**Task instructions:**
Wherever the listing has a line with the string "projected", copy that line out.

**Provided entries:**
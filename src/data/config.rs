use bevy::prelude::*;
use once_cell::sync::Lazy;
use serde::Deserialize;

const DRESSER_UI_JSON: &str = include_str!("./content/dresser_ui.json");

static EMBEDDED_CONFIG: Lazy<DresserUiConfig> = Lazy::new(DresserUiConfig::load_embedded);

#[derive(Debug, Clone, PartialEq)]
pub enum ConfigError {
    Parse(String),
    NonPositive { field: &'static str, value: i32 },
    DegenerateGrid { available_width: i32, slot_size: i32 },
    EmptyGridHeight { available_height: i32 },
}

impl std::fmt::Display for ConfigError {
    fn fmt(&self, f: &mut std::fmt::Formatter<'_>) -> std::fmt::Result {
        match self {
            Self::Parse(message) => write!(f, "{message}"),
            Self::NonPositive { field, value } => {
                write!(f, "`{field}` must be positive, got {value}")
            }
            Self::DegenerateGrid {
                available_width,
                slot_size,
            } => write!(
                f,
                "grid area is {available_width}px wide, narrower than one {slot_size}px slot"
            ),
            Self::EmptyGridHeight { available_height } => {
                write!(f, "grid area has no visible height ({available_height}px)")
            }
        }
    }
}

impl std::error::Error for ConfigError {}

/// Pixel insets between the window edge and the item grid.
#[derive(Deserialize, Debug, Clone, Copy, PartialEq, Eq, Default)]
pub struct Insets {
    pub top: i32,
    pub left: i32,
    pub bottom: i32,
    pub right: i32,
}

/// Fixed layout constants of the popup window, in screen pixels.
#[derive(Deserialize, Debug, Clone, PartialEq)]
pub struct PopupLayout {
    pub title: String,
    pub window_width: i32,
    pub window_height: i32,
    pub insets: Insets,
    pub slot_size: i32,
    pub pixels_per_scroll: i32,
    pub title_offset_y: i32,
    pub title_background_width: i32,
    pub title_background_height: i32,
    pub title_font_size: f32,
    pub close_button_size: i32,
    pub close_button_margin: i32,
}

impl PopupLayout {
    pub fn window_size(&self) -> IVec2 {
        IVec2::new(self.window_width, self.window_height)
    }

    pub fn available_width(&self) -> i32 {
        self.window_width - self.insets.left - self.insets.right
    }

    pub fn available_height(&self) -> i32 {
        self.window_height - self.insets.top - self.insets.bottom
    }

    pub fn validate(&self) -> Result<(), ConfigError> {
        let sizes = [
            ("window_width", self.window_width),
            ("window_height", self.window_height),
            ("slot_size", self.slot_size),
            ("pixels_per_scroll", self.pixels_per_scroll),
            ("close_button_size", self.close_button_size),
        ];
        if let Some((field, value)) = sizes.into_iter().find(|(_, value)| *value <= 0) {
            return Err(ConfigError::NonPositive { field, value });
        }

        let available_width = self.available_width();
        if available_width < self.slot_size {
            return Err(ConfigError::DegenerateGrid {
                available_width,
                slot_size: self.slot_size,
            });
        }

        let available_height = self.available_height();
        if available_height <= 0 {
            return Err(ConfigError::EmptyGridHeight { available_height });
        }

        Ok(())
    }
}

impl Default for PopupLayout {
    fn default() -> Self {
        Self {
            title: String::from("Outfits"),
            window_width: 800,
            window_height: 600,
            insets: Insets {
                top: 104,
                left: 32,
                bottom: 40,
                right: 32,
            },
            slot_size: 64,
            pixels_per_scroll: 64,
            title_offset_y: 20,
            title_background_width: 256,
            title_background_height: 64,
            title_font_size: 28.0,
            close_button_size: 64,
            close_button_margin: 16,
        }
    }
}

#[derive(Deserialize, Debug, Clone, Copy, PartialEq, Eq, Default)]
pub enum TriggerButton {
    Left,
    #[default]
    Right,
    Middle,
}

impl From<TriggerButton> for MouseButton {
    fn from(button: TriggerButton) -> Self {
        match button {
            TriggerButton::Left => MouseButton::Left,
            TriggerButton::Right => MouseButton::Right,
            TriggerButton::Middle => MouseButton::Middle,
        }
    }
}

#[derive(Deserialize, Debug, Clone, PartialEq, Eq)]
pub struct DetectorConfig {
    /// Only this area's furniture is ever tracked.
    pub home_area: String,
    /// Case-insensitive substring matched against furniture item ids.
    pub keyword: String,
    pub trigger: TriggerButton,
}

impl Default for DetectorConfig {
    fn default() -> Self {
        Self {
            home_area: String::from("FarmHouse"),
            keyword: String::from("dresser"),
            trigger: TriggerButton::Right,
        }
    }
}

/// Texture paths handed to the asset server. `None` draws flat colour.
#[derive(Deserialize, Debug, Clone, PartialEq, Eq, Default)]
pub struct AssetPaths {
    pub title_background: Option<String>,
    pub close_button: Option<String>,
    pub slot_background: Option<String>,
}

#[derive(Resource, Deserialize, Debug, Clone, PartialEq)]
pub struct DresserUiConfig {
    pub popup: PopupLayout,
    pub detector: DetectorConfig,
    pub assets: AssetPaths,
    /// Screen size assumed when the host has no primary window.
    pub fallback_viewport: [i32; 2],
}

impl DresserUiConfig {
    /// The embedded configuration, or the built-in defaults if it fails to load.
    pub fn load() -> Self {
        EMBEDDED_CONFIG.clone()
    }

    pub fn from_json(json: &str) -> Result<Self, ConfigError> {
        let config: Self = serde_json::from_str(json).map_err(|error| {
            ConfigError::Parse(format!("failed to parse dresser ui config: {error}"))
        })?;
        config.validate()?;
        Ok(config)
    }

    pub fn validate(&self) -> Result<(), ConfigError> {
        self.popup.validate()
    }

    pub fn fallback_viewport(&self) -> IVec2 {
        IVec2::from_array(self.fallback_viewport)
    }

    fn load_embedded() -> Self {
        match Self::from_json(DRESSER_UI_JSON) {
            Ok(config) => config,
            Err(error) => {
                warn!("failed to load dresser ui config: {error}; using safe defaults");
                Self::default()
            }
        }
    }
}

impl Default for DresserUiConfig {
    fn default() -> Self {
        Self {
            popup: PopupLayout::default(),
            detector: DetectorConfig::default(),
            assets: AssetPaths::default(),
            fallback_viewport: [1280, 720],
        }
    }
}
//! Shared UI primitives.
pub mod grid_popup;
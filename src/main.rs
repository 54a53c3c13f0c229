use bevy::{prelude::*, window::PrimaryWindow};

use dresser_ui::{
    data::world::{
        AreaChanged, CurrentArea, DayStarted, Furniture, HeldItems, Item, Location,
        TileButtonPressed,
    },
    systems::interaction::InteractionSystem,
    DresserUiPlugin,
};

const HOME_AREA: &str = "FarmHouse";
const TILE_PX: f32 = 64.0;

fn main() {
    App::new()
        .add_plugins(DefaultPlugins)
        .add_plugins(DresserUiPlugin::default())
        .insert_resource(CurrentArea(HOME_AREA.to_string()))
        .add_systems(Startup, (setup, furnish_farmhouse, start_day).chain())
        .add_systems(
            Update,
            report_tile_presses.before(InteractionSystem::Refresh),
        )
        .run();
}

fn setup(mut commands: Commands) {
    commands.spawn(Camera2d);
}

fn furnish_farmhouse(mut commands: Commands) {
    let outfits = [
        ("Shirt", "Clothing"),
        ("Overalls", "Clothing"),
        ("Cowboy Hat", "Hat"),
        ("Leather Boots", "Boots"),
        ("Amethyst Ring", "Ring"),
    ];
    let oak_items: Vec<Entity> = outfits
        .iter()
        .cycle()
        .take(40)
        .map(|(name, category)| {
            commands
                .spawn(Item {
                    name: name.to_string(),
                    stack: 1,
                    category: category.to_string(),
                })
                .id()
        })
        .collect();

    let furniture = [
        (
            Furniture::new("Oak Dresser", IVec2::new(-6, -3), UVec2::new(2, 1)),
            HeldItems(oak_items),
            Color::srgb(0.55, 0.35, 0.2),
        ),
        (
            Furniture::new("Birch Dresser", IVec2::new(3, -3), UVec2::new(2, 1)),
            HeldItems::default(),
            Color::srgb(0.85, 0.75, 0.55),
        ),
        (
            Furniture::new("Double Bed", IVec2::new(-1, 1), UVec2::new(2, 3)),
            HeldItems::default(),
            Color::srgb(0.3, 0.4, 0.7),
        ),
    ];

    for (furniture, held, color) in furniture {
        let size = furniture.footprint.as_vec2() * TILE_PX;
        let top_left = furniture.tile.as_vec2() * TILE_PX;
        let center = Vec2::new(top_left.x + size.x * 0.5, -(top_left.y + size.y * 0.5));
        commands.spawn((
            Sprite::from_color(color, size),
            Transform::from_translation(center.extend(0.0)),
            Location(HOME_AREA.to_string()),
            furniture,
            held,
        ));
    }
}

fn start_day(mut area_changed: MessageWriter<AreaChanged>, mut day_started: MessageWriter<DayStarted>) {
    area_changed.write(AreaChanged {
        area: HOME_AREA.to_string(),
    });
    day_started.write(DayStarted);
}

/// Resolves fresh button presses to the world tile under the cursor.
fn report_tile_presses(
    mouse: Res<ButtonInput<MouseButton>>,
    windows: Query<&Window, With<PrimaryWindow>>,
    cameras: Query<(&Camera, &GlobalTransform)>,
    mut presses: MessageWriter<TileButtonPressed>,
) {
    let Ok(window) = windows.single() else {
        return;
    };
    let Some(cursor) = window.cursor_position() else {
        return;
    };
    let Ok((camera, camera_transform)) = cameras.single() else {
        return;
    };
    let Ok(world) = camera.viewport_to_world_2d(camera_transform, cursor) else {
        return;
    };

    let tile = IVec2::new(
        (world.x / TILE_PX).floor() as i32,
        (-world.y / TILE_PX).floor() as i32,
    );
    for &button in mouse.get_just_pressed() {
        presses.write(TileButtonPressed { button, tile });
    }
}
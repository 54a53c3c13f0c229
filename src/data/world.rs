//! Host-owned world data the plugin reads.
//!
//! The host game spawns furniture and items with these components and sends
//! the messages below; the plugin never creates or mutates any of them.
use bevy::prelude::*;

/// Name of the area the player is currently in.
#[derive(Resource, Debug, Clone, Default, PartialEq, Eq)]
pub struct CurrentArea(pub String);

/// Area a world object belongs to.
#[derive(Component, Debug, Clone, PartialEq, Eq)]
pub struct Location(pub String);

/// A placed furniture object occupying a rectangle of world tiles.
#[derive(Component, Debug, Clone, PartialEq, Eq)]
pub struct Furniture {
    pub item_id: String,
    pub tile: IVec2,
    /// Width and height in tiles.
    pub footprint: UVec2,
}

impl Furniture {
    pub fn new(item_id: impl Into<String>, tile: IVec2, footprint: UVec2) -> Self {
        Self {
            item_id: item_id.into(),
            tile,
            footprint,
        }
    }
}

/// Items stored inside a container. Order is display order.
#[derive(Component, Debug, Clone, Default, PartialEq, Eq)]
pub struct HeldItems(pub Vec<Entity>);

#[derive(Component, Debug, Clone, PartialEq, Eq)]
pub struct Item {
    pub name: String,
    pub stack: u32,
    pub category: String,
}

/// Sprite drawn for an item inside a popup slot.
#[derive(Component, Debug, Clone)]
pub struct ItemIcon(pub Handle<Image>);

#[derive(Message, Debug, Clone, PartialEq, Eq)]
pub struct AreaChanged {
    pub area: String,
}

#[derive(Message, Debug, Clone, Copy, PartialEq, Eq)]
pub struct DayStarted;

/// A button press resolved by the host to the world tile under the cursor.
#[derive(Message, Debug, Clone, Copy, PartialEq, Eq)]
pub struct TileButtonPressed {
    pub button: MouseButton,
    pub tile: IVec2,
}
pub mod config;
pub mod world;
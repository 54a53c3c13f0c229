pub mod textures;
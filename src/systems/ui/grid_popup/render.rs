use bevy::{prelude::*, sprite::Anchor};

use crate::{
    data::{config::DresserUiConfig, world::ItemIcon},
    startup::textures::ChromeTextures,
};

use super::{
    geometry::clip_rect, ChromeTexture, DrawCommand, DrawList, GridPopup, PopupOverlay, POPUP_Z,
};

const LAYER_STEP: f32 = 0.01;
const FULL_TEXTURE: Rect = Rect {
    min: Vec2::ZERO,
    max: Vec2::ONE,
};
const ITEM_PLACEHOLDER_SCALE: f32 = 0.75;
const ITEM_PLACEHOLDER_COLOR: Color = Color::srgb(0.55, 0.55, 0.6);

/// Entity spawned from one popup draw command.
#[derive(Component, Debug, Clone, Copy)]
pub struct PopupDrawn;

fn fallback_color(texture: ChromeTexture) -> Color {
    match texture {
        ChromeTexture::DialogBox => Color::srgb(0.87, 0.65, 0.38),
        ChromeTexture::GridBackdrop => Color::BLACK,
        ChromeTexture::TitleBackground => Color::srgb(0.95, 0.78, 0.47),
        ChromeTexture::CloseButton => Color::srgb(0.75, 0.2, 0.15),
        ChromeTexture::SlotBackground => Color::srgb(0.8, 0.6, 0.36),
    }
}

/// Inset square drawn for items without an icon.
fn placeholder_rect(dest: IRect) -> IRect {
    let size = (dest.size().as_vec2() * ITEM_PLACEHOLDER_SCALE).as_ivec2();
    let min = dest.min + (dest.size() - size) / 2;
    IRect::from_corners(min, min + size)
}

/// Screen rect to its centre in the popup's local space (origin at the
/// viewport centre, y up).
fn rect_center(rect: IRect, viewport: Vec2) -> Vec2 {
    let center = rect.min.as_vec2() + rect.size().as_vec2() * 0.5;
    screen_to_local(center, viewport)
}

fn screen_to_local(point: Vec2, viewport: Vec2) -> Vec2 {
    Vec2::new(point.x - viewport.x * 0.5, viewport.y * 0.5 - point.y)
}

/// Visible part of `dest` and the matching part of its texture, as fractions
/// from the texture's top-left corner.
fn crop(dest: IRect, clip: Option<IRect>) -> Option<(IRect, Rect)> {
    let Some(clip) = clip else {
        return Some((dest, FULL_TEXTURE));
    };
    let visible = clip_rect(dest, clip)?;
    let size = dest.size().as_vec2();
    let fraction = Rect::from_corners(
        (visible.min - dest.min).as_vec2() / size,
        (visible.max - dest.min).as_vec2() / size,
    );
    Some((visible, fraction))
}

/// Sprite showing `fraction` of `image` stretched over `size`.
fn cropped_sprite(
    image: Handle<Image>,
    images: Option<&Assets<Image>>,
    fraction: Rect,
    size: Vec2,
    color: Color,
) -> Sprite {
    let rect = if fraction == FULL_TEXTURE {
        None
    } else {
        images.and_then(|images| images.get(&image)).map(|loaded| {
            let texture_size = loaded.size_f32();
            Rect::from_corners(fraction.min * texture_size, fraction.max * texture_size)
        })
    };
    Sprite {
        image,
        color,
        custom_size: Some(size),
        rect,
        ..default()
    }
}

/// Where the screen sits in the world for one camera: the world point under
/// the viewport centre and the world size of one screen pixel.
#[derive(Debug, Clone, Copy, PartialEq)]
struct ScreenFrame {
    center: Vec2,
    pixel: Vec2,
}

impl ScreenFrame {
    fn of(
        camera: &Camera,
        projection: &Projection,
        camera_transform: &GlobalTransform,
        viewport: Vec2,
    ) -> Self {
        let center = viewport * 0.5;
        let projected = camera
            .viewport_to_world_2d(camera_transform, center)
            .and_then(|origin| {
                camera
                    .viewport_to_world_2d(camera_transform, center + Vec2::ONE)
                    .map(|step| (origin, step))
            });
        if let Ok((origin, step)) = projected {
            return Self {
                center: origin,
                pixel: (step - origin).abs(),
            };
        }

        // Camera not laid out yet: derive the frame from its transform.
        let scale = match projection {
            Projection::Orthographic(orthographic) => orthographic.scale,
            _ => 1.0,
        };
        Self {
            center: camera_transform.translation().truncate(),
            pixel: Vec2::splat(scale),
        }
    }

    fn popup_transform(&self) -> Transform {
        Transform::from_translation(self.center.extend(POPUP_Z))
            .with_scale(self.pixel.extend(1.0))
    }
}

/// Pins every popup to the screen of the top-most active 2D camera, so that
/// its pixel-space children stay put however the camera moves or zooms.
pub(super) fn pin_popups_to_camera(
    cameras: Query<(&Camera, &Projection, &GlobalTransform), With<Camera2d>>,
    mut popups: Query<(&GridPopup, &mut Transform)>,
) {
    let Some((camera, projection, camera_transform)) = cameras
        .iter()
        .filter(|(camera, ..)| camera.is_active)
        .max_by_key(|(camera, ..)| camera.order)
    else {
        return;
    };

    for (popup, mut transform) in popups.iter_mut() {
        let target = ScreenFrame::of(
            camera,
            projection,
            camera_transform,
            popup.viewport().as_vec2(),
        )
        .popup_transform();
        if *transform != target {
            *transform = target;
        }
    }
}

/// Rebuilds the drawn children of every popup that changed since last frame.
pub(super) fn draw_grid_popups(
    mut commands: Commands,
    config: Res<DresserUiConfig>,
    textures: Res<ChromeTextures>,
    images: Option<Res<Assets<Image>>>,
    mut image_events: MessageReader<AssetEvent<Image>>,
    popups: Query<(Entity, Ref<GridPopup>, Option<&Children>)>,
    drawn: Query<(), With<PopupDrawn>>,
    icons: Query<&ItemIcon>,
) {
    // Cropping needs texture sizes, so redraw once late images arrive.
    let images_loaded = image_events
        .read()
        .any(|event| matches!(event, AssetEvent::LoadedWithDependencies { .. }));
    let images = images.as_deref();

    for (entity, popup, children) in popups.iter() {
        if !popup.is_changed() && !textures.is_changed() && !images_loaded {
            continue;
        }

        if let Some(children) = children {
            for child in children.iter() {
                if drawn.contains(child) {
                    commands.entity(child).despawn();
                }
            }
        }

        let mut list = DrawList::new(config.popup.title_font_size);
        popup.on_draw(&mut list);
        let viewport = popup.viewport().as_vec2();
        let font_size = list.font_size;

        commands.entity(entity).with_children(|parent| {
            for (layer, command) in list.commands.into_iter().enumerate() {
                let z = layer as f32 * LAYER_STEP;
                match command {
                    DrawCommand::TexturedRect {
                        texture,
                        dest,
                        clip,
                        tint,
                    } => {
                        let Some((visible, fraction)) = crop(dest, clip) else {
                            continue;
                        };
                        let size = visible.size().as_vec2();
                        let sprite = match textures.get(texture) {
                            Some(image) => cropped_sprite(image, images, fraction, size, tint),
                            None => Sprite::from_color(
                                fallback_color(texture).with_alpha(tint.alpha()),
                                size,
                            ),
                        };
                        parent.spawn((
                            PopupDrawn,
                            sprite,
                            Transform::from_translation(
                                rect_center(visible, viewport).extend(z),
                            ),
                        ));
                    }
                    DrawCommand::Text {
                        text,
                        position,
                        color,
                    } => {
                        parent.spawn((
                            PopupDrawn,
                            Text2d::new(text),
                            TextColor(color),
                            TextFont {
                                font_size,
                                ..default()
                            },
                            Anchor::TOP_LEFT,
                            Transform::from_translation(
                                screen_to_local(position.as_vec2(), viewport).extend(z),
                            ),
                        ));
                    }
                    DrawCommand::Item { item, dest, clip } => {
                        let (visible, sprite) = match icons.get(item) {
                            Ok(icon) => {
                                let Some((visible, fraction)) = crop(dest, clip) else {
                                    continue;
                                };
                                let size = visible.size().as_vec2();
                                let sprite = cropped_sprite(
                                    icon.0.clone(),
                                    images,
                                    fraction,
                                    size,
                                    Color::WHITE,
                                );
                                (visible, sprite)
                            }
                            Err(_) => {
                                let Some((visible, _)) = crop(placeholder_rect(dest), clip)
                                else {
                                    continue;
                                };
                                let sprite = Sprite::from_color(
                                    ITEM_PLACEHOLDER_COLOR,
                                    visible.size().as_vec2(),
                                );
                                (visible, sprite)
                            }
                        };
                        parent.spawn((
                            PopupDrawn,
                            sprite,
                            Transform::from_translation(
                                rect_center(visible, viewport).extend(z),
                            ),
                        ));
                    }
                }
            }
        });
    }
}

**Solved exercise:**
        let projected = camera
        if let Ok((origin, step)) = projected {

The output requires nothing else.